Anti-allergic actions of a Chinese patent medicine, huoxiangzhengqi oral liquid, in RBL-2H3 cells and in mice
Published in Pharmaceutical Biology, 2021
Jianbin Sun, Sixing Huang, Yao Qin, Ping Zhang, Ziwei Li, Li Zhang, Xin Wang, Ruijun Wu, Shaorong Qin, Jiayong Huo, Kunquan Xiao, Weizao Luo
β-Hexosaminidase (β-HEX) release assay was conducted as previously described (Tewtrakul et al. 2008).
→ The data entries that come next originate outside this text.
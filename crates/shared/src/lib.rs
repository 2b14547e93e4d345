//! Shared types, errors, and configuration for Coinage.
//!
//! This crate provides common types used across all other crates:
//! - The currency catalog and per-currency marker types
//! - Options for encoding and decoding money
//! - Error types
//! - Configuration management

pub mod config;
pub mod error;
pub mod types;

pub use config::AppConfig;
pub use error::{CodingError, CodingResult, MoneyError, MoneyResult};
pub use types::{CodingOptions, Currency, CurrencyDescriptor};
Briefly, RBL-2H3 cells were sensitized with IgE (0.45 µg/mL) for 24 h and then preincubated with HXZQ-OL (0–4397 µg/mL) for 30 min, followed by addition of 10 µg/mL DNP-BSA at 37 °C for 10 min to stimulate the cells to degranulate. The supernatant (50 µL) was mixed with 50 µL PNAG in 0.1 M citrate buffer (pH4.5) and then incubated for 1h at 37 °C. At the end of the reaction terminated by stop solution, the absorbance was measured at 405 nm using a microplate reader.